参考 Python 代码来自Austin Rochford 的博客。
from matplotlib import pyplot as plt
import numpy as np
import pymc3 as pm
import scipy.stats as ss
import seaborn as sns
from statsmodels.datasets import get_rdataset
from theano import tensor as T
np.random.seed(433)
N=20
K=30
alpha=50
H = ss.norm # base dist
beta = ss.beta.rvs(1,alpha, size=(N,K))
pi = np.empty_like(beta)
pi[:, 0] = beta[:,0]
pi[:, 1:] = beta[:, 1:] * (1-beta[:, :-1]).cumprod(axis=1)
omega = H.rvs(size=(N,K))
x_plot = np.linspace(-3,3,200)
sample_cdfs = (pi[..., np.newaxis]* np.less.outer(omega, x_plot)).sum(axis=1)

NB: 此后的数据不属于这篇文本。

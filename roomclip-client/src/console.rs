//! Line-oriented front end: turns typed lines into [`Command`]s and renders session snapshots.

use std::fmt::Write as _;

use thiserror::Error;

use crate::{
    controller::Command,
    router::Route,
    session::{Session, View},
};

#[derive(Debug, Clone, PartialEq, Eq)]
pub enum Input {
    Command(Command),
    Help,
    Quit,
    Empty,
}

#[derive(Debug, Error, PartialEq, Eq)]
pub enum ParseError {
    #[error("unknown command `{command}` in the {view} view, type `help` for a list")]
    UnknownCommand { command: String, view: View },
    #[error("`{command}` needs {argument}")]
    MissingArgument {
        command: &'static str,
        argument: &'static str,
    },
}

/// Interpret one input line against the view currently shown.
pub fn parse_line(line: &str, session: &Session) -> Result<Input, ParseError> {
    let line = line.trim_start();
    if line.trim().is_empty() {
        return Ok(Input::Empty);
    }
    let (word, rest) = match line.split_once(' ') {
        Some((word, rest)) => (word, rest),
        None => (line.trim_end(), ""),
    };

    match word {
        "help" | "?" => return Ok(Input::Help),
        "quit" | "q" => return Ok(Input::Quit),
        "open" => {
            let location = rest.trim();
            if location.is_empty() {
                return Err(ParseError::MissingArgument {
                    command: "open",
                    argument: "a location such as /join",
                });
            }
            return Ok(Input::Command(Command::Open(location.to_owned())));
        }
        _ => {}
    }

    let command = match (session.view(), word) {
        (View::Welcome | View::Join, "create" | "new") => Command::Navigate(View::Create),
        (View::Welcome | View::Create, "join") => Command::Navigate(View::Join),
        (View::Create | View::Join, "back" | "welcome") => Command::Navigate(View::Welcome),

        (View::Create | View::Join, "password") => Command::SetPassword(rest.to_owned()),
        (View::Create, "create" | "submit") => Command::CreateRoom {
            password: if rest.is_empty() {
                session.password().unwrap_or_default().to_owned()
            } else {
                rest.to_owned()
            },
        },

        (View::Join, "room") => Command::SetRoomId(rest.trim().to_owned()),
        (View::Join, "join" | "submit") => match rest.trim_start().split_once(' ') {
            Some((room_id, password)) => Command::LoginRoom {
                room_id: room_id.to_owned(),
                password: password.to_owned(),
            },
            None if !rest.trim().is_empty() => {
                return Err(ParseError::MissingArgument {
                    command: "join",
                    argument: "a room id and a password",
                });
            }
            None => Command::LoginRoom {
                room_id: session.room_id().unwrap_or_default().to_owned(),
                password: session.password().unwrap_or_default().to_owned(),
            },
        },

        (View::Clipboard, "edit") => Command::EditClipboard(rest.to_owned()),
        (View::Clipboard, "append") => {
            let mut text = session.clipboard_text().to_owned();
            if !text.is_empty() {
                text.push('\n');
            }
            text.push_str(rest);
            Command::EditClipboard(text)
        }
        (View::Clipboard, "save") => Command::SaveClipboard,
        (View::Clipboard, "clear") => Command::ClearClipboard,
        (View::Clipboard, "copy") => Command::CopyRoomId,
        (View::Clipboard, "exit" | "leave") => Command::ExitRoom,

        (view, other) => {
            return Err(ParseError::UnknownCommand {
                command: other.to_owned(),
                view,
            });
        }
    };
    Ok(Input::Command(command))
}

pub fn help_text(view: View) -> &'static str {
    match view {
        View::Welcome => {
            "create            start a new room\n\
             join              join an existing room\n\
             open <location>   go to /, /create, /join or /clipboard/<room id>\n\
             quit"
        }
        View::Create => {
            "create <password> create the room\n\
             password <value>  set the password without submitting\n\
             join              switch to joining a room\n\
             back              return to the welcome screen"
        }
        View::Join => {
            "join <room id> <password>  log in to a room\n\
             room <id> / password <value>  fill the form, then `join`\n\
             create            switch to creating a room\n\
             back              return to the welcome screen"
        }
        View::Clipboard => {
            "edit <text>       replace the local clipboard text\n\
             append <text>     add a line to the local clipboard text\n\
             save              push the local text to the room\n\
             clear             empty the local text (does not touch the room)\n\
             copy              copy the room id to the system clipboard\n\
             exit              leave the room"
        }
    }
}

/// Render one snapshot as plain text.
pub fn render(session: &Session, route: &Route) -> String {
    let mut out = String::new();
    let _ = writeln!(out, "[{route}] {} view", session.view());

    match session.view() {
        View::Welcome => {
            let _ = writeln!(out, "Share text between devices through a password protected room.");
        }
        View::Create => {
            let _ = writeln!(
                out,
                "password: {}",
                if session.password().is_some() { "(set)" } else { "(empty)" }
            );
        }
        View::Join => {
            let _ = writeln!(out, "room id:  {}", session.room_id().unwrap_or("(empty)"));
            let _ = writeln!(
                out,
                "password: {}",
                if session.password().is_some() { "(set)" } else { "(empty)" }
            );
        }
        View::Clipboard => {
            let _ = writeln!(out, "room id: {}", session.room_id().unwrap_or_default());
            let _ = writeln!(out, "share link: {route}");
            let _ = writeln!(out, "----");
            if !session.clipboard_text().is_empty() {
                let _ = writeln!(out, "{}", session.clipboard_text());
            }
            let _ = writeln!(out, "----");
        }
    }

    if session.loading() {
        let _ = writeln!(out, "(working...)");
    }
    if let Some(message) = session.message() {
        let _ = writeln!(out, "[{}] {}", message.severity, message.text);
    }
    out
}

#[cfg(test)]
mod tests {
    use super::*;

    fn session_in(view: View) -> Session {
        Session {
            view,
            ..Session::default()
        }
    }

    fn command(line: &str, session: &Session) -> Command {
        match parse_line(line, session) {
            Ok(Input::Command(command)) => command,
            other => panic!("expected a command for {line:?}, got {other:?}"),
        }
    }

    #[test]
    fn blank_lines_are_ignored() {
        let session = Session::default();
        assert_eq!(parse_line("   ", &session), Ok(Input::Empty));
        assert_eq!(parse_line("help", &session), Ok(Input::Help));
        assert_eq!(parse_line("quit", &session), Ok(Input::Quit));
    }

    #[test]
    fn create_keeps_password_verbatim() {
        let session = session_in(View::Create);
        assert_eq!(
            command("create  two spaces ", &session),
            Command::CreateRoom {
                password: " two spaces ".to_owned()
            }
        );
    }

    #[test]
    fn bare_create_submits_the_form_password() {
        let mut session = session_in(View::Create);
        session.password = Some("typed".to_owned());
        assert_eq!(
            command("create", &session),
            Command::CreateRoom {
                password: "typed".to_owned()
            }
        );
    }

    #[test]
    fn join_splits_room_and_password() {
        let session = session_in(View::Join);
        assert_eq!(
            command("join abc123 my pass", &session),
            Command::LoginRoom {
                room_id: "abc123".to_owned(),
                password: "my pass".to_owned()
            }
        );
        assert!(matches!(
            parse_line("join abc123", &session),
            Err(ParseError::MissingArgument { .. })
        ));
    }

    #[test]
    fn join_from_welcome_only_navigates() {
        let session = Session::default();
        assert_eq!(command("join", &session), Command::Navigate(View::Join));
    }

    #[test]
    fn append_builds_on_the_local_text() {
        let mut session = session_in(View::Clipboard);
        session.clipboard_text = "line one".to_owned();
        assert_eq!(
            command("append line two", &session),
            Command::EditClipboard("line one\nline two".to_owned())
        );
    }

    #[test]
    fn clipboard_commands_are_scoped_to_their_view() {
        let session = Session::default();
        assert!(matches!(
            parse_line("save", &session),
            Err(ParseError::UnknownCommand { .. })
        ));
        let session = session_in(View::Clipboard);
        assert_eq!(command("save", &session), Command::SaveClipboard);
        assert_eq!(command("exit", &session), Command::ExitRoom);
        assert_eq!(command("open /join", &session), Command::Open("/join".to_owned()));
    }

    #[test]
    fn render_never_shows_the_password() {
        let mut session = session_in(View::Join);
        session.room_id = Some("abc123".to_owned());
        session.password = Some("hunter2".to_owned());
        let text = render(&session, &Route::Join);
        assert!(text.contains("abc123"));
        assert!(text.contains("(set)"));
        assert!(!text.contains("hunter2"));
    }

    #[test]
    fn render_clipboard_shows_text_and_message() {
        let mut session = session_in(View::Clipboard);
        session.room_id = Some("abc123".to_owned());
        session.clipboard_text = "shared".to_owned();
        session
            .messages
            .publish("Login successful!", crate::message_bus::Severity::Success);
        let route = Route::for_session(&session);
        let text = render(&session, &route);
        assert!(text.starts_with("[/clipboard/abc123] clipboard view"));
        assert!(text.contains("shared"));
        assert!(text.contains("[success] Login successful!"));
    }
}
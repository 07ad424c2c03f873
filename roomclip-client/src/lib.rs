pub mod api;
pub mod config;
pub mod console;
pub mod controller;
pub mod host_clipboard;
pub mod logging;
pub mod message_bus;
pub mod router;
pub mod runtime;
pub mod session;
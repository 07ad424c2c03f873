use roomclip_core::DEFAULT_BACKEND_URL;
use thiserror::Error;
use url::Url;

pub const MAX_BACKEND_URL_LEN: usize = 2048;

#[derive(Debug, Clone, PartialEq, Eq)]
pub struct ClientConfig {
    pub backend_url: Url,
}

#[derive(Debug, Error, PartialEq, Eq)]
pub enum ConfigError {
    #[error("Please fix the following:\n\n- {}", .0.join("\n- "))]
    Invalid(Vec<String>),
}

impl ClientConfig {
    pub fn from_backend_url(raw: &str) -> Result<Self, ConfigError> {
        let mut errors: Vec<String> = Vec::new();
        let mut parsed = None;

        let backend_url = raw.trim();
        if backend_url.is_empty() {
            errors.push("Backend URL is required.".to_string());
        } else if backend_url.len() > MAX_BACKEND_URL_LEN {
            errors.push(format!(
                "Backend URL is too long ({} > {} chars).",
                backend_url.len(),
                MAX_BACKEND_URL_LEN
            ));
        } else {
            match Url::parse(backend_url) {
                Ok(url) => {
                    let scheme = url.scheme();
                    if scheme != "http" && scheme != "https" {
                        errors.push("Backend URL must start with http:// or https://.".to_string());
                    } else if url.query().is_some() || url.fragment().is_some() {
                        errors.push("Backend URL must not carry a query or fragment.".to_string());
                    } else {
                        parsed = Some(url);
                    }
                }
                Err(err) => {
                    errors.push(format!("Backend URL is invalid: {err}"));
                }
            }
        }

        match parsed {
            Some(backend_url) if errors.is_empty() => Ok(Self { backend_url }),
            _ => Err(ConfigError::Invalid(errors)),
        }
    }

    pub fn local_default() -> Result<Self, ConfigError> {
        Self::from_backend_url(DEFAULT_BACKEND_URL)
    }
}
use std::{collections::HashMap, sync::Arc};

use axum::{
    Json, Router,
    extract::{Path, State, rejection::JsonRejection},
    http::StatusCode,
    response::{IntoResponse, Response},
    routing::{get, post},
};
use rand::Rng;
use roomclip_core::{
    CLEAR_CLIPBOARD_PATH, CREATE_ROOM_PATH, ClearClipboardRequest, ClipboardResponse, CoreError,
    CreateRoomRequest, CreateRoomResponse, ErrorBody, FETCH_CLIPBOARD_ROUTE, HEALTH_PATH,
    LOGIN_PATH, LoginRequest, RoomId, SAVE_CLIPBOARD_PATH, SaveClipboardRequest, require_field,
};
use serde::Serialize;
use sha2::{Digest, Sha256};
use thiserror::Error;
use tokio::{net::TcpListener, sync::RwLock};
use tracing::{info, warn};

#[derive(Debug)]
struct Room {
    password_salt: String,
    password_hash: String,
    clipboard_text: String,
}

#[derive(Debug, Default)]
struct BackendState {
    rooms: HashMap<RoomId, Room>,
}

#[derive(Debug, Clone)]
pub struct AppState {
    inner: Arc<RwLock<BackendState>>,
}

impl AppState {
    #[must_use]
    pub fn new() -> Self {
        Self {
            inner: Arc::new(RwLock::new(BackendState::default())),
        }
    }

    /// Current stored text for `room_id`, bypassing the HTTP layer.
    pub async fn clipboard_text(&self, room_id: &str) -> Option<String> {
        let backend = self.inner.read().await;
        backend
            .rooms
            .get(room_id)
            .map(|room| room.clipboard_text.clone())
    }
}

impl Default for AppState {
    fn default() -> Self {
        Self::new()
    }
}

#[derive(Debug, Error)]
pub enum ServerError {
    #[error("Room not found")]
    RoomNotFound,
    #[error("Invalid password")]
    InvalidPassword,
    #[error(transparent)]
    Validation(#[from] CoreError),
    #[error("{message}")]
    InvalidBody { status: StatusCode, message: String },
}

impl ServerError {
    fn status(&self) -> StatusCode {
        match self {
            ServerError::RoomNotFound => StatusCode::NOT_FOUND,
            ServerError::InvalidPassword => StatusCode::UNAUTHORIZED,
            ServerError::Validation(_) => StatusCode::BAD_REQUEST,
            ServerError::InvalidBody { status, .. } => *status,
        }
    }
}

impl From<JsonRejection> for ServerError {
    fn from(rejection: JsonRejection) -> Self {
        ServerError::InvalidBody {
            status: rejection.status(),
            message: rejection.body_text(),
        }
    }
}

impl IntoResponse for ServerError {
    fn into_response(self) -> Response {
        let body = ErrorBody {
            detail: self.to_string(),
        };
        (self.status(), Json(body)).into_response()
    }
}

#[derive(Debug, Serialize)]
struct Acknowledged<T> {
    success: bool,
    #[serde(skip_serializing_if = "Option::is_none")]
    message: Option<&'static str>,
    #[serde(flatten)]
    body: T,
}

impl<T> Acknowledged<T> {
    fn new(message: Option<&'static str>, body: T) -> Json<Self> {
        Json(Self {
            success: true,
            message,
            body,
        })
    }
}

#[derive(Debug, Serialize)]
struct Empty {}

type ApiResult<T> = Result<Json<Acknowledged<T>>, ServerError>;

pub fn build_router(state: AppState) -> Router {
    Router::new()
        .route(HEALTH_PATH, get(health_handler))
        .route(CREATE_ROOM_PATH, post(create_room_handler))
        .route(LOGIN_PATH, post(login_handler))
        .route(FETCH_CLIPBOARD_ROUTE, get(fetch_clipboard_handler))
        .route(SAVE_CLIPBOARD_PATH, post(save_clipboard_handler))
        .route(CLEAR_CLIPBOARD_PATH, post(clear_clipboard_handler))
        .with_state(state)
}

pub async fn serve(listener: TcpListener, state: AppState) -> Result<(), String> {
    info!(
        "room backend listening on {}",
        listener
            .local_addr()
            .map(|a| a.to_string())
            .unwrap_or_else(|_| "unknown".to_owned())
    );
    axum::serve(listener, build_router(state))
        .await
        .map_err(|err| err.to_string())
}

async fn health_handler() -> impl IntoResponse {
    Json(serde_json::json!({"status": "healthy", "message": "Clipboard API is running"}))
}

async fn create_room_handler(
    State(state): State<AppState>,
    payload: Result<Json<CreateRoomRequest>, JsonRejection>,
) -> ApiResult<CreateRoomResponse> {
    let Json(request) = payload?;
    require_field("password", &request.password)?;

    let room_id = uuid::Uuid::new_v4().to_string();
    let password_salt = random_salt();
    let password_hash = hash_password(&password_salt, &request.password);

    let mut backend = state.inner.write().await;
    backend.rooms.insert(
        room_id.clone(),
        Room {
            password_salt,
            password_hash,
            clipboard_text: String::new(),
        },
    );
    drop(backend);

    info!(room_id = %room_id, "room created");
    Ok(Acknowledged::new(
        Some("Room created successfully"),
        CreateRoomResponse { room_id },
    ))
}

async fn login_handler(
    State(state): State<AppState>,
    payload: Result<Json<LoginRequest>, JsonRejection>,
) -> ApiResult<ClipboardResponse> {
    let Json(request) = payload?;
    let room_id = require_field("room_id", &request.room_id)?;
    require_field("password", &request.password)?;

    let backend = state.inner.read().await;
    let room = backend.rooms.get(room_id).ok_or(ServerError::RoomNotFound)?;
    if hash_password(&room.password_salt, &request.password) != room.password_hash {
        warn!(room_id = %room_id, "login rejected");
        return Err(ServerError::InvalidPassword);
    }

    info!(room_id = %room_id, "login accepted");
    Ok(Acknowledged::new(
        Some("Login successful"),
        ClipboardResponse {
            clipboard_text: Some(room.clipboard_text.clone()),
        },
    ))
}

// No credential check here: anyone holding the room id can read the text.
async fn fetch_clipboard_handler(
    State(state): State<AppState>,
    Path(room_id): Path<String>,
) -> ApiResult<ClipboardResponse> {
    let backend = state.inner.read().await;
    let room = backend
        .rooms
        .get(&room_id)
        .ok_or(ServerError::RoomNotFound)?;
    Ok(Acknowledged::new(
        None,
        ClipboardResponse {
            clipboard_text: Some(room.clipboard_text.clone()),
        },
    ))
}

async fn save_clipboard_handler(
    State(state): State<AppState>,
    payload: Result<Json<SaveClipboardRequest>, JsonRejection>,
) -> ApiResult<Empty> {
    let Json(request) = payload?;
    let room_id = require_field("room_id", &request.room_id)?;
    replace_clipboard_text(&state, room_id, request.text).await?;
    Ok(Acknowledged::new(
        Some("Clipboard saved successfully"),
        Empty {},
    ))
}

async fn clear_clipboard_handler(
    State(state): State<AppState>,
    payload: Result<Json<ClearClipboardRequest>, JsonRejection>,
) -> ApiResult<Empty> {
    let Json(request) = payload?;
    let room_id = require_field("room_id", &request.room_id)?;
    replace_clipboard_text(&state, room_id, String::new()).await?;
    Ok(Acknowledged::new(
        Some("Clipboard cleared successfully"),
        Empty {},
    ))
}

async fn replace_clipboard_text(
    state: &AppState,
    room_id: &str,
    text: String,
) -> Result<(), ServerError> {
    let mut backend = state.inner.write().await;
    let room = backend
        .rooms
        .get_mut(room_id)
        .ok_or(ServerError::RoomNotFound)?;
    let len = text.len();
    room.clipboard_text = text;
    drop(backend);

    info!(room_id = %room_id, bytes = len, "clipboard replaced");
    Ok(())
}

fn random_salt() -> String {
    let mut salt = [0_u8; 16];
    rand::rng().fill(&mut salt);
    hex::encode(salt)
}

fn hash_password(salt: &str, password: &str) -> String {
    let mut hasher = Sha256::new();
    hasher.update(salt.as_bytes());
    hasher.update(password.as_bytes());
    hex::encode(hasher.finalize())
}
//! Crate-level error type
//!
//! Data-access failures travel as [`RepositoryError`] and are wrapped here
//! unchanged, so callers can still inspect the kind and operation.

use thiserror::Error;

use crate::repository::{RepositoryError, RepositoryErrorKind};

/// Result type alias using the crate error
pub type Result<T> = std::result::Result<T, Error>;

/// Main error type
///
/// Large error variants are boxed to reduce stack size
#[derive(Debug, Error)]
pub enum Error {
    /// Configuration error
    #[error("Configuration error: {0}")]
    Config(Box<figment::Error>),

    /// Pool could not be created
    #[error("Connection error: {0}")]
    Connection(String),

    /// Structured data-access error
    #[error("{0}")]
    Repository(#[from] RepositoryError),

    /// Input rejected by a business rule
    #[error("Validation error: {0}")]
    Validation(String),

    /// Resource not found
    #[error("Not found: {0}")]
    NotFound(String),

    /// I/O error
    #[error("I/O error: {0}")]
    Io(#[from] std::io::Error),
}

impl Error {
    /// Repository error kind, if this wraps one
    pub fn repository_kind(&self) -> Option<RepositoryErrorKind> {
        match self {
            Error::Repository(e) => Some(e.kind),
            _ => None,
        }
    }

    /// Whether retrying the same call may succeed
    pub fn is_retriable(&self) -> bool {
        match self {
            Error::Repository(e) => e.is_retriable(),
            Error::Connection(_) => true,
            _ => false,
        }
    }
}

// Manual From implementations for boxed errors
impl From<figment::Error> for Error {
    fn from(err: figment::Error) -> Self {
        Error::Config(Box::new(err))
    }
}

/// Sanitize a database URL by removing the password
pub fn sanitize_url(url: &str) -> String {
    if let (Some(scheme_end), Some(at_pos)) = (url.find("://"), url.rfind('@')) {
        let credentials = &url[scheme_end + 3..at_pos];
        if let Some(colon) = credentials.find(':') {
            let scheme = &url[..scheme_end + 3];
            let username = &credentials[..colon];
            return format!("{}{}:***{}", scheme, username, &url[at_pos..]);
        }
    }
    url.to_string()
}
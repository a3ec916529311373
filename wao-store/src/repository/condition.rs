//! Declarative condition maps
//!
//! A [`ConditionSpec`] is the loosely typed form callers (HTTP handlers,
//! workflows, tests) use to describe a predicate:
//!
//! ```rust
//! use serde_json::json;
//! use wao_store::repository::ConditionSpec;
//!
//! let spec = ConditionSpec::from_json(json!({
//!     "status": "DRAFT",
//!     "total_amount GREATER_THAN_OR_EQUAL": 100,
//!     "OR": [{"currency": "USD"}, {"currency": "EUR"}],
//! }))
//! .unwrap();
//! let filter = spec.compile().unwrap();
//! assert_eq!(filter.conditions.len(), 2);
//! assert_eq!(filter.or_groups[0].len(), 2);
//! ```
//!
//! Keys are a bare attribute (equality), an attribute followed by a space and
//! an operator token, or the reserved key `OR`. Tokens match exactly and
//! case-sensitively; the longest matching token wins, so `qty NOT IN` is set
//! exclusion rather than `IN` on an attribute called `qty NOT`.

use serde::{Deserialize, Serialize};
use serde_json::{Map, Value as JsonValue};

use super::error::{RepositoryError, RepositoryResult};
use super::filter::{Filter, FilterCondition, FilterOperator};
use super::value::Value;

/// Reserved key holding a sequence of nested condition maps
pub const OR_KEY: &str = "OR";

/// Operator tokens, longest first so that suffix matching is unambiguous.
const SUFFIXES: &[(&str, FilterOperator)] = &[
    (" GREATER_THAN_OR_EQUAL", FilterOperator::GreaterThanOrEqual),
    (" LESS_THAN_OR_EQUAL", FilterOperator::LessThanOrEqual),
    (" GREATER_THAN", FilterOperator::GreaterThan),
    (" IS NOT NULL", FilterOperator::IsNotNull),
    (" BETWEEN_AND", FilterOperator::Between),
    (" LESS_THAN", FilterOperator::LessThan),
    (" NOT_EQUAL", FilterOperator::NotEqual),
    (" NOT_LIKE", FilterOperator::NotLike),
    (" NOT IN", FilterOperator::NotIn),
    (" EQUAL", FilterOperator::Equal),
    (" LIKE", FilterOperator::Like),
    (" IN", FilterOperator::In),
    (" @>", FilterOperator::Contains),
];

/// Split a condition key into attribute and operator.
pub fn parse_key(key: &str) -> (&str, FilterOperator) {
    SUFFIXES
        .iter()
        .find_map(|(suffix, op)| key.strip_suffix(suffix).map(|attr| (attr.trim(), *op)))
        .unwrap_or((key.trim(), FilterOperator::Equal))
}

/// Order-irrelevant mapping from condition key to value
#[derive(Debug, Clone, Default, PartialEq, Serialize, Deserialize)]
#[serde(transparent)]
pub struct ConditionSpec(Map<String, JsonValue>);

impl ConditionSpec {
    pub fn new() -> Self {
        Self::default()
    }

    /// Accept a JSON object; anything else is a compiler fault.
    pub fn from_json(json: JsonValue) -> RepositoryResult<Self> {
        match json {
            JsonValue::Object(map) => Ok(Self(map)),
            JsonValue::Null => Ok(Self::default()),
            other => Err(RepositoryError::compiler_fault(format!(
                "condition must be an object, got {}",
                other
            ))),
        }
    }

    /// Insert a key, replacing any previous value
    #[must_use]
    pub fn with(mut self, key: impl Into<String>, value: impl Into<JsonValue>) -> Self {
        self.0.insert(key.into(), value.into());
        self
    }

    pub fn insert(&mut self, key: impl Into<String>, value: impl Into<JsonValue>) {
        self.0.insert(key.into(), value.into());
    }

    pub fn is_empty(&self) -> bool {
        self.0.is_empty()
    }

    /// Compile into a predicate tree.
    ///
    /// Empty attribute names are dropped. A value whose shape does not fit its
    /// operator, or an `OR` value that is not a sequence of objects, fails
    /// with `CompilerFault`.
    pub fn compile(&self) -> RepositoryResult<Filter> {
        compile_map(&self.0)
    }
}

impl From<Map<String, JsonValue>> for ConditionSpec {
    fn from(map: Map<String, JsonValue>) -> Self {
        Self(map)
    }
}

impl TryFrom<ConditionSpec> for Filter {
    type Error = RepositoryError;

    fn try_from(spec: ConditionSpec) -> RepositoryResult<Self> {
        spec.compile()
    }
}

impl TryFrom<&ConditionSpec> for Filter {
    type Error = RepositoryError;

    fn try_from(spec: &ConditionSpec) -> RepositoryResult<Self> {
        spec.compile()
    }
}

fn compile_map(map: &Map<String, JsonValue>) -> RepositoryResult<Filter> {
    let mut filter = Filter::new();

    for (key, raw) in map {
        if key == OR_KEY {
            filter = filter.or(compile_or(raw)?);
            continue;
        }

        let (attribute, operator) = parse_key(key);
        if attribute.is_empty() {
            continue;
        }

        let value = match operator {
            FilterOperator::IsNotNull | FilterOperator::IsNull => Value::Null,
            _ => Value::from_json(raw),
        };
        filter = filter.and(FilterCondition::new(attribute, operator, value)?);
    }

    Ok(filter)
}

fn compile_or(raw: &JsonValue) -> RepositoryResult<Vec<Filter>> {
    match raw {
        JsonValue::Null => Ok(Vec::new()),
        JsonValue::Array(members) => members
            .iter()
            .map(|member| match member {
                JsonValue::Object(map) => compile_map(map),
                other => Err(RepositoryError::compiler_fault(format!(
                    "OR members must be objects, got {}",
                    other
                ))),
            })
            .collect(),
        other => Err(RepositoryError::compiler_fault(format!(
            "OR expects a sequence of condition objects, got {}",
            other
        ))),
    }
}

fig, ax = plt.subplots(figsize=(8,6))
ax.plot (x_plot, sample_cdfs[0],c="gray", alpha=0.75, label = "DP sample CDFs")
ax.plot(x_plot, sample_cdfs[1:].T, c="gray", alpha=0.75)
ax.plot(x_plot, H.cdf(x_plot), c= "k", label = "Base CDF")
ax.set_title(r'$\alpha = {}$'.format(alpha))
ax.legend(loc=2)
右侧的图是 Python 代码中的结果。
我试图将其转换为 R 代码:
library(yarrr)
N=20;K=30;ngrid=200;alpha=50
xgrid = seq(-3,3,length.out=ngrid)
betas = matrix(rbeta(N*K, 1, alpha),nr=N, nc=K)
stick.to.right = c(1, cumprod(1 - betas))[1:K]
pis.temp = stick.to.right * betas
omega = matrix(rnorm(N*K),nr=N,nc=K)
dirac = array(numeric(N*K*ngrid),dim=c(N,K,ngrid))
for(i in 1:N){
for(j in 1:K){
for(k in 1:ngrid){
dirac[i,j,k]=ifelse(omega[i,j]<xgrid[k],TRUE,FALSE)
}
}
}
pis = array(pis.temp,dim=c(N,K,200))
sample_cdfs = apply(pis* dirac,c(1,3),sum)
plot(xgrid,sample_cdfs[1,],col=piratepal("pony"),type="l",lwd=1,ylim=c(0,1))
for(i in 2:N) lines(xgrid,sample_cdfs[i,],col=piratepal("pony")[i])
lines(xgrid,pnorm(xgrid),lwd=2)
我画的图是 dp,alpha=50:
如何修改 R 代码以提供与 Python 代码相似的结果?